Poco fa sono stato contattato in chat da una persona. Non importa chi, una. Questa persona era piuttosto incazzata nei miei confronti, giacché sosteneva che non una ma ben due volte, avendola incontrata sulla pubblica via, non l'ho salutata. E con ogni probabilità è successo proprio così. Non posso darle torto. Mi sono scusato e ho provato a spiegarle la questione, ma non sono sicuro di averla convinta. In ogni caso è una questione generale, che non riguarda solo quella persona, anzi. Già che ci sono, quindi, ve la spiego anche a voi. Alcuni dei miei cari lettori la conosceranno già, e potranno confermarla; per altri sarà un avviso per il giorno in cui, incontrandoli, non li saluterò (sempre che non sia già successo); ad altri ancora non fregherà niente ma non sarà certo la prima volta.

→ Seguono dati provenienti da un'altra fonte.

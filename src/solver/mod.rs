//! Constraint model and solver used by the scheduler.
//!
//! The scheduler builds a `CpModel` (fixed-duration intervals, precedence,
//! per-resource no-overlap, makespan objective) and hands it to any
//! `CpSolver`. `PumpkinSolver` is the shipped implementation.

pub mod model;
pub mod pumpkin;

pub use model::{CpModel, IntervalVar, Precedence};
pub use pumpkin::PumpkinSolver;

use serde::{Deserialize, Serialize};
use std::fmt;
use std::time::Duration;

/// Terminal state of a solve.
#[derive(Debug, Clone, Copy, PartialEq, Eq, Serialize, Deserialize)]
pub enum SolverStatus {
    /// Best possible objective, proven.
    Optimal,
    /// A solution was found but the search stopped before proving it best.
    Feasible,
    /// Proven to have no solution.
    Infeasible,
    /// Stopped before finding any solution.
    Unknown,
}

impl SolverStatus {
    pub fn as_str(&self) -> &'static str {
        match self {
            SolverStatus::Optimal => "OPTIMAL",
            SolverStatus::Feasible => "FEASIBLE",
            SolverStatus::Infeasible => "INFEASIBLE",
            SolverStatus::Unknown => "UNKNOWN",
        }
    }

    pub fn has_solution(&self) -> bool {
        matches!(self, SolverStatus::Optimal | SolverStatus::Feasible)
    }
}

impl fmt::Display for SolverStatus {
    fn fmt(&self, f: &mut fmt::Formatter<'_>) -> fmt::Result {
        f.write_str(self.as_str())
    }
}

/// Search limits.
#[derive(Debug, Clone, PartialEq, Eq)]
pub struct SolverConfig {
    /// Wall-clock budget; the best solution found so far is kept when it runs out.
    pub time_limit: Duration,
}

impl Default for SolverConfig {
    fn default() -> Self {
        Self {
            time_limit: Duration::from_secs(30),
        }
    }
}

impl SolverConfig {
    pub fn with_time_limit(mut self, time_limit: Duration) -> Self {
        self.time_limit = time_limit;
        self
    }
}

#[derive(Debug, Clone, PartialEq, Eq, Serialize)]
pub struct IntervalSolution {
    pub name: String,
    pub start: i64,
    pub end: i64,
}

#[derive(Debug, Clone, PartialEq, Eq, Serialize)]
pub struct CpSolution {
    pub status: SolverStatus,
    /// Same order as the model's intervals; empty without a solution.
    pub intervals: Vec<IntervalSolution>,
    pub makespan: i64,
}

impl CpSolution {
    pub fn without_solution(status: SolverStatus) -> Self {
        Self {
            status,
            intervals: Vec::new(),
            makespan: 0,
        }
    }

    pub fn is_solution_found(&self) -> bool {
        self.status.has_solution()
    }

    pub fn get(&self, name: &str) -> Option<&IntervalSolution> {
        self.intervals.iter().find(|iv| iv.name == name)
    }
}

pub trait CpSolver {
    fn solve(&self, model: &CpModel, config: &SolverConfig) -> CpSolution;
}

La questione, detta in parole povere, è semplice: non riconosco le persone.
Cioè, calma, non tutte le persone. Quelle con cui ho a che fare spesso e/o da parecchio tempo le riconosco senza problemi. Il problema sono le persone che vedo ogni tanto o che conosco da poco. Quelle, salvo casi eccezionali, fatico proprio a riconoscerle. E non riconoscendole non le saluto. Non è che posso andare in giro salutando tutti quelli che incrocio. Ovvio.

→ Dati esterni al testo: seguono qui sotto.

use crate::calendar::CalendarPolicy;
use crate::error::ValidationError;
use crate::task_validation::validate_leave;
use chrono::{Datelike, Duration, NaiveDate};
use serde::{Deserialize, Serialize};
use std::collections::{BTreeMap, HashMap};
use tracing::{debug, warn};

/// Default window scanned by `next_available_working_day`.
pub const LEAVE_SEARCH_DAYS: i64 = 365;

fn default_leave_type() -> String {
    "vacation".to_string()
}

/// A resource's unavailability over an inclusive date range.
#[derive(Debug, Clone, PartialEq, Eq, Serialize, Deserialize)]
pub struct Leave {
    pub id: String,
    pub resource_id: String,
    pub start_date: NaiveDate,
    pub end_date: NaiveDate,
    #[serde(default = "default_leave_type")]
    pub leave_type: String,
}

impl Leave {
    pub fn new(
        id: impl Into<String>,
        resource_id: impl Into<String>,
        start_date: NaiveDate,
        end_date: NaiveDate,
    ) -> Self {
        Self {
            id: id.into(),
            resource_id: resource_id.into(),
            start_date,
            end_date,
            leave_type: default_leave_type(),
        }
    }

    pub fn with_type(mut self, leave_type: impl Into<String>) -> Self {
        self.leave_type = leave_type.into();
        self
    }

    pub fn covers(&self, date: NaiveDate) -> bool {
        self.start_date <= date && date <= self.end_date
    }

    /// True when the leave shares at least one day with `[start, end]`.
    pub fn intersects(&self, start: NaiveDate, end: NaiveDate) -> bool {
        self.start_date <= end && start <= self.end_date
    }

    pub fn days(&self) -> i64 {
        (self.end_date - self.start_date).num_days() + 1
    }
}

/// Leave totals for one resource over one year.
#[derive(Debug, Clone, Default, PartialEq, Eq, Serialize)]
pub struct LeaveSummary {
    pub total_days: i64,
    pub by_type: BTreeMap<String, i64>,
}

/// Partial change to a `Leave`; `None` fields are left as they are.
#[derive(Debug, Clone, Default, PartialEq, Eq, Serialize, Deserialize)]
#[serde(default)]
pub struct LeaveUpdate {
    pub resource_id: Option<String>,
    pub start_date: Option<NaiveDate>,
    pub end_date: Option<NaiveDate>,
    pub leave_type: Option<String>,
}

impl LeaveUpdate {
    pub fn apply_to(&self, leave: &mut Leave) {
        if let Some(resource_id) = &self.resource_id {
            leave.resource_id = resource_id.clone();
        }
        if let Some(start) = self.start_date {
            leave.start_date = start;
        }
        if let Some(end) = self.end_date {
            leave.end_date = end;
        }
        if let Some(kind) = &self.leave_type {
            leave.leave_type = kind.clone();
        }
    }
}

/// Leave records indexed by resource.
#[derive(Debug, Clone, Default)]
pub struct LeaveAvailability {
    leaves: Vec<Leave>,
    by_resource: HashMap<String, Vec<usize>>,
}

impl LeaveAvailability {
    pub fn new(leaves: Vec<Leave>) -> Result<Self, ValidationError> {
        for leave in &leaves {
            validate_leave(leave)?;
        }
        let mut index = Self {
            leaves,
            by_resource: HashMap::new(),
        };
        index.rebuild();
        Ok(index)
    }

    fn rebuild(&mut self) {
        self.by_resource.clear();
        for (i, leave) in self.leaves.iter().enumerate() {
            self.by_resource
                .entry(leave.resource_id.clone())
                .or_default()
                .push(i);
        }
    }

    pub fn leaves(&self) -> &[Leave] {
        &self.leaves
    }

    pub fn into_leaves(self) -> Vec<Leave> {
        self.leaves
    }

    pub fn add_leave(&mut self, leave: Leave) -> Result<(), ValidationError> {
        validate_leave(&leave)?;
        if self.get(&leave.id).is_some() {
            return Err(ValidationError::DuplicateId {
                kind: "leave",
                id: leave.id,
            });
        }
        debug!(leave_id = %leave.id, resource_id = %leave.resource_id, "leave added");
        self.leaves.push(leave);
        self.rebuild();
        Ok(())
    }

    pub fn remove_leave(&mut self, leave_id: &str) -> Option<Leave> {
        let pos = self.leaves.iter().position(|l| l.id == leave_id)?;
        let removed = self.leaves.remove(pos);
        self.rebuild();
        Some(removed)
    }

    /// Applies a partial update; the record is left untouched when the result
    /// would be invalid.
    pub fn update_leave(
        &mut self,
        leave_id: &str,
        update: &LeaveUpdate,
    ) -> Result<&Leave, ValidationError> {
        let pos = self
            .leaves
            .iter()
            .position(|l| l.id == leave_id)
            .ok_or_else(|| ValidationError::NotFound(format!("leave {leave_id}")))?;
        let mut candidate = self.leaves[pos].clone();
        update.apply_to(&mut candidate);
        validate_leave(&candidate)?;
        self.leaves[pos] = candidate;
        self.rebuild();
        Ok(&self.leaves[pos])
    }

    pub fn get(&self, leave_id: &str) -> Option<&Leave> {
        self.leaves.iter().find(|l| l.id == leave_id)
    }

    pub fn leaves_for(&self, resource_id: &str) -> impl Iterator<Item = &Leave> {
        self.by_resource
            .get(resource_id)
            .into_iter()
            .flatten()
            .map(|&i| &self.leaves[i])
    }

    pub fn is_available(&self, resource_id: &str, date: NaiveDate) -> bool {
        !self.leaves_for(resource_id).any(|l| l.covers(date))
    }

    /// Days in `[start, end]` on which the resource is on leave.
    pub fn conflict_days(&self, resource_id: &str, start: NaiveDate, end: NaiveDate) -> Vec<NaiveDate> {
        start
            .iter_days()
            .take_while(|d| *d <= end)
            .filter(|d| !self.is_available(resource_id, *d))
            .collect()
    }

    pub fn conflicting_leaves(&self, resource_id: &str, start: NaiveDate, end: NaiveDate) -> Vec<&Leave> {
        self.leaves_for(resource_id)
            .filter(|l| l.intersects(start, end))
            .collect()
    }

    /// Leaves of every resource touching `[start, end]`.
    pub fn leaves_in_range(&self, start: NaiveDate, end: NaiveDate) -> Vec<&Leave> {
        self.leaves.iter().filter(|l| l.intersects(start, end)).collect()
    }

    /// Leave days of a resource within a year, or within one month of it.
    pub fn unavailable_dates(&self, resource_id: &str, year: i32, month: Option<u32>) -> Vec<NaiveDate> {
        let mut dates: Vec<NaiveDate> = self
            .leaves_for(resource_id)
            .flat_map(|l| l.start_date.iter_days().take_while(move |d| *d <= l.end_date))
            .filter(|d| d.year() == year && month.is_none_or(|m| d.month() == m))
            .collect();
        dates.sort();
        dates.dedup();
        dates
    }

    pub fn summary(&self, resource_id: &str, year: i32) -> LeaveSummary {
        let mut summary = LeaveSummary::default();
        for leave in self.leaves_for(resource_id) {
            let days = leave
                .start_date
                .iter_days()
                .take_while(|d| *d <= leave.end_date)
                .filter(|d| d.year() == year)
                .count() as i64;
            if days == 0 {
                continue;
            }
            summary.total_days += days;
            *summary.by_type.entry(leave.leave_type.clone()).or_insert(0) += days;
        }
        summary
    }

    /// First day after `after` that is a working day under `policy` and free
    /// of leave, searching `search_days` days ahead.
    pub fn next_available_working_day(
        &self,
        resource_id: &str,
        after: NaiveDate,
        policy: &CalendarPolicy,
        search_days: i64,
    ) -> NaiveDate {
        let found = (1..=search_days)
            .map(|offset| after + Duration::days(offset))
            .find(|d| policy.is_working_day(*d) && self.is_available(resource_id, *d));
        match found {
            Some(date) => date,
            None => {
                warn!(
                    resource_id,
                    %after,
                    search_days,
                    "no available working day found, placing in far future"
                );
                after + Duration::days(search_days)
            }
        }
    }
}

#[cfg(test)]
mod tests {
    use super::*;
    use chrono::Weekday;

    fn d(y: i32, m: u32, day: u32) -> NaiveDate {
        NaiveDate::from_ymd_opt(y, m, day).unwrap()
    }

    fn index() -> LeaveAvailability {
        LeaveAvailability::new(vec![
            Leave::new("L1", "R1", d(2024, 3, 5), d(2024, 3, 6)),
            Leave::new("L2", "R1", d(2024, 12, 30), d(2025, 1, 2)).with_type("sick"),
            Leave::new("L3", "R2", d(2024, 3, 4), d(2024, 3, 4)),
        ])
        .unwrap()
    }

    #[test]
    fn update_reindexes_the_moved_leave() {
        let mut leaves = index();
        let update = LeaveUpdate {
            resource_id: Some("R2".into()),
            end_date: Some(d(2024, 3, 8)),
            ..LeaveUpdate::default()
        };
        let updated = leaves.update_leave("L1", &update).unwrap();
        assert_eq!(updated.start_date, d(2024, 3, 5));
        assert_eq!(updated.end_date, d(2024, 3, 8));
        assert!(leaves.is_available("R1", d(2024, 3, 5)));
        assert!(!leaves.is_available("R2", d(2024, 3, 7)));

        let backwards = LeaveUpdate {
            end_date: Some(d(2024, 3, 1)),
            ..LeaveUpdate::default()
        };
        assert!(leaves.update_leave("L1", &backwards).is_err());
        assert_eq!(leaves.get("L1").unwrap().end_date, d(2024, 3, 8));
    }

    #[test]
    fn conflict_days_are_inclusive() {
        let leaves = index();
        assert_eq!(
            leaves.conflict_days("R1", d(2024, 3, 4), d(2024, 3, 6)),
            vec![d(2024, 3, 5), d(2024, 3, 6)]
        );
        assert!(leaves.conflict_days("R3", d(2024, 3, 4), d(2024, 3, 6)).is_empty());
        assert!(leaves.is_available("R1", d(2024, 3, 7)));
    }

    #[test]
    fn next_available_day_skips_leave_and_weekend() {
        let leaves = LeaveAvailability::new(vec![Leave::new("L1", "R1", d(2024, 3, 8), d(2024, 3, 11))]).unwrap();
        let policy = CalendarPolicy::default();
        assert_eq!(
            leaves.next_available_working_day("R1", d(2024, 3, 7), &policy, LEAVE_SEARCH_DAYS),
            d(2024, 3, 12)
        );
    }

    #[test]
    fn next_available_day_falls_back_when_nothing_matches() {
        let leaves = LeaveAvailability::default();
        let policy = CalendarPolicy::new(Vec::<Weekday>::new(), Vec::<NaiveDate>::new());
        assert_eq!(
            leaves.next_available_working_day("R1", d(2024, 3, 7), &policy, 365),
            d(2024, 3, 7) + Duration::days(365)
        );
    }

    #[test]
    fn summary_counts_days_inside_the_year() {
        let summary = index().summary("R1", 2024);
        assert_eq!(summary.total_days, 4);
        assert_eq!(summary.by_type.get("sick"), Some(&2));
        assert_eq!(summary.by_type.get("vacation"), Some(&2));
        assert_eq!(index().unavailable_dates("R1", 2025, Some(1)).len(), 2);
    }

    #[test]
    fn index_follows_add_and_remove() {
        let mut leaves = index();
        leaves
            .add_leave(Leave::new("L4", "R3", d(2024, 3, 4), d(2024, 3, 4)))
            .unwrap();
        assert!(!leaves.is_available("R3", d(2024, 3, 4)));
        assert!(leaves.add_leave(Leave::new("L4", "R3", d(2024, 4, 1), d(2024, 4, 1))).is_err());
        leaves.remove_leave("L4");
        assert!(leaves.is_available("R3", d(2024, 3, 4)));
        assert_eq!(leaves.leaves_in_range(d(2024, 3, 4), d(2024, 3, 4)).len(), 1);
    }
}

Sì, ovvio se lo sai. Se non lo sai vedi solo che non ti saluto e giustamente t'incazzi e non mi saluti. Questo mi è già successo con diversa gente, e temo che mi succederà ancora. Ho collezionato pacchi e pacchi di figure di merda, negli anni, con questa storia. Certo, la questione ha anche qualche lato positivo: quando gli altri si lamentavano perché al mare (o in piazza) c'era sempre la solita gente, io non mi sentivo minimamente sfiorato dal problema. Però, capirete, globalmente la questione ha il suo peso. In realtà la questione ha anche un suo nome: la chiamano prosopagnosia, e ci studiano anche sopra. Certo, la mia è senz'altro una forma lieve, la mamma la riconosco ancora (forse perché di mamma ce n'è una sola...), ma credetemi, è una discreta rottura comunque. Voi ora lo sapete. Ditelo in giro, se vi capita. E ciao a tutti.

domenica 2 novembre 2008

Le fontane caudine

Premetto che reputo la presenza delle fontanelle, così come quella delle panchine, uno dei più immediati segni tangibili della civiltà di una città. Offrire gratuitamente acqua ai viandanti e riposo alle loro stanche membra senza costringerli a entrare in un bar è un gesto assai nobile. Però.
Però salvo poche, lodevoli eccezioni, le fontane hanno un difetto. Sono basse. E per bere ti costringono a chinarti fino a mezzo metro da terra, operazione scomoda e che obbliga l'assetato ad offrire alla vista dei passanti una parte di sé unanimemente ritenuta poco nobile.
Anche qua, come in molti altri casi della vita, una ragione ci deve pur essere.
Ci ho pensato.
Escluderei le economie sulla materia prima: sul prezzo della fontana, comprensivo di installazione e tutto, un allungamento di un palmo non dovrebbe incidere in maniera apprezzabile. Mi sentirei d'altronde di escludere anche altre ragioni tecniche, estetiche o comunque architetturali. E allora?
La spiegazione che mi pare più plausibile, anche se difficilmente gli assessori alle fontane la confesseranno, è che i sindaci intendano obbligare gli utenti delle fontane cittadine a ringraziarli per il servizio offerto loro. Facendo la fontana bassa, chi ne vuole usufruire deve inchinarsi, quasi prostrarsi, di fronte al gentilissimo amministratore pubblico che si è prodigato per rendere più confortevole il suo soggiorno in città. Un po' come se venisse costretto a passare sotto le famose forche caudine, direi.
Poco male. Tutto sommato, mi pare che ne valga senz'altro la pena.